As usual, Graham includes a lot of surplus material which stretches the show to close to three hours. Appearances by Spitting-Image-style British politicians could have been dropped, and the glimpses of fans and Morris dancers celebrating are inessential. A bit of editing could remove some of the bagginess, and it must be said that this is a play which needs such resources, some 25 actors, that it’s hard to see it being revived by another theatre. On the other hand, the fun of the show is aided by the speed of the storytelling, music from The Verve and Stormzy, and the evening ends on a huge high as the manager and players, as well as the audience, belt out the sport’s anthemic “Sweet Caroline” — “So good, so good!”

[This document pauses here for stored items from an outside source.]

//! [`StrokeWriter`] backed by a live HanziWriter instance.

use std::cell::RefCell;
use std::collections::VecDeque;
use std::rc::Rc;

use log::{debug, warn};
use wasm_bindgen::JsCast;
use wasm_bindgen::prelude::*;
use web_sys::Element;

use super::bindings::{HanziWriter, read_u32, set_prop, to_js};
use crate::config::{DisplayOptions, WriterOptions};
use crate::error::{AppError, AppResult};
use crate::writer::{Generation, StrokeWriter, WriterEvent, WriterFactory};

/// Where writer callbacks are delivered, tagged with the writer's generation.
pub type EventSink = Rc<dyn Fn(Generation, WriterEvent)>;

type Callback = Closure<dyn FnMut(JsValue)>;

/// Callback sets of torn-down writers that are still held back.
const RETIRED_WRITERS: usize = 4;

/// Keeps the last `limit` retired items alive and hands back the oldest once
/// full.
pub struct RetiredRing<T> {
    limit: usize,
    items: VecDeque<T>,
}

impl<T> RetiredRing<T> {
    pub fn new(limit: usize) -> Self {
        Self { limit, items: VecDeque::with_capacity(limit + 1) }
    }

    pub fn retire(&mut self, item: T) -> Option<T> {
        self.items.push_back(item);
        if self.items.len() > self.limit {
            self.items.pop_front()
        } else {
            None
        }
    }

    pub fn len(&self) -> usize {
        self.items.len()
    }

    pub fn is_empty(&self) -> bool {
        self.items.is_empty()
    }
}

type Retired = Rc<RefCell<RetiredRing<Vec<Callback>>>>;

pub struct JsWriterFactory {
    target: Element,
    sink: EventSink,
    retired: Retired,
}

impl JsWriterFactory {
    pub fn new(target: Element, sink: EventSink) -> Self {
        let retired = Rc::new(RefCell::new(RetiredRing::new(RETIRED_WRITERS)));
        Self { target, sink, retired }
    }
}

impl WriterFactory for JsWriterFactory {
    type Writer = JsWriter;

    fn create(
        &mut self,
        character: char,
        options: &WriterOptions,
        generation: Generation,
    ) -> AppResult<JsWriter> {
        let mut callbacks = Callbacks { sink: self.sink.clone(), generation, kept: Vec::new() };

        let create_opts = to_js(options)?;
        let on_load_error = callbacks.make(|_| WriterEvent::LoadFailed);
        set_prop(&create_opts, "onLoadCharDataError", &on_load_error)?;

        let inner = HanziWriter::create(self.target.as_ref(), &character.to_string(), &create_opts)
            .map_err(AppError::widget)?;

        let stroke_start = callbacks.make(|d| WriterEvent::StrokeStart {
            stroke_num: read_u32(&d, "strokeNum"),
        });
        let stroke_end = callbacks.make(|d| WriterEvent::StrokeEnd {
            stroke_num: read_u32(&d, "strokeNum"),
        });
        let stroke_hooks = [
            ("animateStrokeStart", &stroke_start),
            ("animateStrokeEnd", &stroke_end),
        ];
        for (event, cb) in stroke_hooks {
            if let Err(err) = inner.on(event, cb.unchecked_ref()) {
                debug!("{event} not supported by this HanziWriter build: {err:?}");
            }
        }

        let animate_opts: JsValue = js_sys::Object::new().into();
        let on_animated = callbacks.make(|_| WriterEvent::AnimationComplete);
        set_prop(&animate_opts, "onComplete", &on_animated)?;

        let quiz_opts: JsValue = js_sys::Object::new().into();
        let on_correct = callbacks.make(|d| WriterEvent::QuizCorrectStroke {
            stroke_num: read_u32(&d, "strokeNum"),
        });
        let on_mistake = callbacks.make(|d| WriterEvent::QuizMistake {
            stroke_num: read_u32(&d, "strokeNum"),
            mistakes: read_u32(&d, "totalMistakes"),
        });
        let on_quizzed = callbacks.make(|d| WriterEvent::QuizComplete {
            total_mistakes: read_u32(&d, "totalMistakes"),
        });
        set_prop(&quiz_opts, "onCorrectStroke", &on_correct)?;
        set_prop(&quiz_opts, "onMistake", &on_mistake)?;
        set_prop(&quiz_opts, "onComplete", &on_quizzed)?;

        Ok(JsWriter {
            inner,
            target: self.target.clone(),
            animate_opts,
            quiz_opts,
            callbacks: callbacks.kept,
            retired: self.retired.clone(),
        })
    }
}

/// Builds JS callbacks that forward into the sink and keeps them alive.
struct Callbacks {
    sink: EventSink,
    generation: Generation,
    kept: Vec<Callback>,
}

impl Callbacks {
    fn make(&mut self, to_event: impl Fn(JsValue) -> WriterEvent + 'static) -> JsValue {
        let sink = self.sink.clone();
        let generation = self.generation;
        let cb: Callback = Closure::new(move |data: JsValue| sink(generation, to_event(data)));
        let js = cb.as_ref().clone();
        self.kept.push(cb);
        js
    }
}

pub struct JsWriter {
    inner: HanziWriter,
    target: Element,
    animate_opts: JsValue,
    quiz_opts: JsValue,
    callbacks: Vec<Callback>,
    retired: Retired,
}

impl StrokeWriter for JsWriter {
    fn animate(&mut self) {
        self.inner.animate_character(&self.animate_opts);
    }

    fn hide_character(&mut self) {
        self.inner.hide_character();
    }

    fn show_character(&mut self) {
        self.inner.show_character();
    }

    fn start_quiz(&mut self) {
        self.inner.quiz(&self.quiz_opts);
    }

    fn cancel_quiz(&mut self) {
        self.inner.cancel_quiz();
    }

    fn set_display(&mut self, display: DisplayOptions) {
        match to_js(&display) {
            Ok(opts) => self.inner.update_options(&opts),
            Err(err) => warn!("could not update writer options: {err}"),
        }
    }

    fn teardown(&mut self) {
        self.inner.hide_character();
        self.target.set_inner_html("");
        // Pending animations may still call back shortly after teardown with
        // a stale generation, so the closures stay valid for a few remounts.
        let callbacks = std::mem::take(&mut self.callbacks);
        if let Some(evicted) = self.retired.borrow_mut().retire(callbacks) {
            debug!("dropping {} callbacks of an old writer", evicted.len());
        }
    }
}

The cast is held together by Fiennes and McKee. He has an extraordinary ability to embody the decent “Gareth from Crawley”, showing both his strong sense of failure and his determination to learn from mistakes. He is ordinary, but sensitive to his individual players. It’s one of those performances that is so mesmerizingly convincing that you could swear that you are watching Southgate himself. Likewise, McKee articulates the earnestness and occasional awkwardness of the female psychologist in what is a man’s world, heavy with testosterone. I am less inspired by the representation of the players, which is often very close to cartoonish caricature: Will Close’s inarticulate Harry Kane, Darragh Hand’s sincere Marcus Rashford, Lewis Shepherd’s passionate Dele Alli, Adam Hugill’s thick-skinned Harry Maguire and Gunnar Cauthery’s smooth Gary Lineker. And as for any foreign manager — they are fair game for silly voices. Funny foreigners, eh? Not very enlightened.

On the other hand, like the squad itself, this is clearly a team effort. Across the expansive Olivier stage, circled from above by designer Es Devlin’s illuminated halo, a symbolic Wembley Arch, the football matches are represented metaphorically rather than literally by Ellen Kane and Hans Langolf’s choreography. Yet for all the good natured jokes about the three lions, pre-match superstitions or Southgate’s waistcoats, Dear England is as disturbing as it is thrilling. Its populist finale gives a massive nationalistic uplift at a time of dismal social and economic decline. Exalting in the past moments when “good times never seemed so good” sounds queasy in a country where nothing works, where increasing numbers of people are impoverished and where the political class is mired in failure. It’s more than football that needs fixing.